Beautiful Children
Secondly, his book is largely about what goes in the shadows of the city, the demimonde prowled by strippers, the porn industry, and street hustlers. The result is a curious hybrid, a lyrical novel full of the retches of humanity, a kind of vicarious look at a world that most people would run from, screaming.
The spine of the book is the night that a twelve-year old boy, Newell Ewing (I don't know where he got that name) goes out on the town with a slightly older friend, Kenny, a comic-book nerd, and disappears. Interspersed in this time frame and flash forwards and flashbacks concerning Newell and his parents, particularly their reaction to his disappearance. His mother, Lorraine, a former showgirl, channels her desperation into working for runaway child organizations, while his father, a former minor league ballplayer, struggles to keep his marriage together.
The ancillary characters provide Beautiful Children with much of its texture. There is Cheri Blossom, a stripper, and her boyfriend Ponyboy (certainly these names are references to S.E. Hinton's classic, The Outsiders), who works for a porno video distribution company. Ponyboy, who is one of these characters who is fully tattooed and pierced, has encouraged Cheri to get breast implants, and now pushes her to try the adult entertainment world, and her "audition" is a nightmarish scenario. However, from my understanding of how the adult film world works, I'm not sure it's very accurate. Also, this book came out in 2008, but all of the references to video cassettes are instantly obsolete.
Another character is Bing Beiderbixxe, a writer of underground comics. He's basically a loser, but to Kenny and Newell he's important because he writes comics. As we follow Bing through his lonely-guy visit to the strip club to get a private dance from Cheri, or his outings with fellows with whom he engages in Internet chats, there is a lot of sharp and funny descriptions of life with this type of guy.
Then there's Lestat and Daphney, two kids who live on the street. Daphney is pregnant, and Lestat left home to try to meet Ann Rice. There's a harrowing passage late in the book that documents the logistics of how Lestat manages on the street, and it's the kind of thing that any kid contemplating running away should read as a "scared straight" lesson.
The writing in this book is frequently soaring, but I'm not sure it all held together. There is no resolution to what happened to Newell, so it doesn't qualify as a mystery in the strictest sense. At times the prose also gets quite dense, and struggles to delineate a clear line. But Bock does create some vivid tapestries. I liked the areas where he clearly does have expertise, such as a pawnshop. He's also made a bold choice by making Newell, the missing child, as thoroughly obnoxious as any child I've come across in recent fiction.

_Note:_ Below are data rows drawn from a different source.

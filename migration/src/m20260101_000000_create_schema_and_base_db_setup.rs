use sea_orm_migration::prelude::*;

#[derive(DeriveMigrationName)]
pub struct Migration;

#[async_trait::async_trait]
impl MigrationTrait for Migration {
    async fn up(&self, manager: &SchemaManager) -> Result<(), DbErr> {
        manager
            .get_connection()
            .execute_unprepared("CREATE SCHEMA IF NOT EXISTS device_auth;")
            .await?;

        manager
            .get_connection()
            .execute_unprepared("SET search_path TO device_auth, public;")
            .await?;

        // The service connects as device_auth and needs full rights inside its schema
        manager
            .get_connection()
            .execute_unprepared(r#"
                DO $$ BEGIN
                    GRANT ALL PRIVILEGES ON DATABASE device_auth TO device_auth;
                    GRANT ALL ON SCHEMA device_auth TO device_auth;

                    ALTER DEFAULT PRIVILEGES IN SCHEMA device_auth GRANT ALL ON TABLES TO device_auth;
                    ALTER DEFAULT PRIVILEGES IN SCHEMA device_auth GRANT ALL ON SEQUENCES TO device_auth;
                END $$;
            "#)
            .await?;

        Ok(())
    }

    async fn down(&self, manager: &SchemaManager) -> Result<(), DbErr> {
        manager
            .get_connection()
            .execute_unprepared(r#"
                DO $$ BEGIN
                    ALTER DEFAULT PRIVILEGES IN SCHEMA device_auth REVOKE ALL ON SEQUENCES FROM device_auth;
                    ALTER DEFAULT PRIVILEGES IN SCHEMA device_auth REVOKE ALL ON TABLES FROM device_auth;
                    REVOKE ALL ON SCHEMA device_auth FROM device_auth;
                    REVOKE ALL PRIVILEGES ON DATABASE device_auth FROM device_auth;
                END $$;
            "#)
            .await?;

        // CASCADE removes every object in the schema
        manager
            .get_connection()
            .execute_unprepared("DROP SCHEMA IF EXISTS device_auth CASCADE;")
            .await?;

        Ok(())
    }
}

As someone writing about Las Vegas, I need to read these books so I don't inadvertently copy any metaphors. There are two common things that come up in any books about Vegas--the heat: "A hundred and five outside for the ninety-ninth straight day. That dry desert heat, a wall that hit the moment you stepped outside, then pounded relentlessly;" and the lights: "The neon. The halogen. The viscous liquid light. Thousands of millions of watts, flowing through the letters of looping cursive and semi-cursive, filling then emptying, then starting over again. Waves of electricity, emanating from pop art facades, actually transforming the nature of the atmosphere, creating a mutation of night, a night that is not night--daytime at night. The twenty-four-hour bacchanal. The party without limits. The crown jewel of a country that has institutionalized indulgence. Vegas on Saturday night."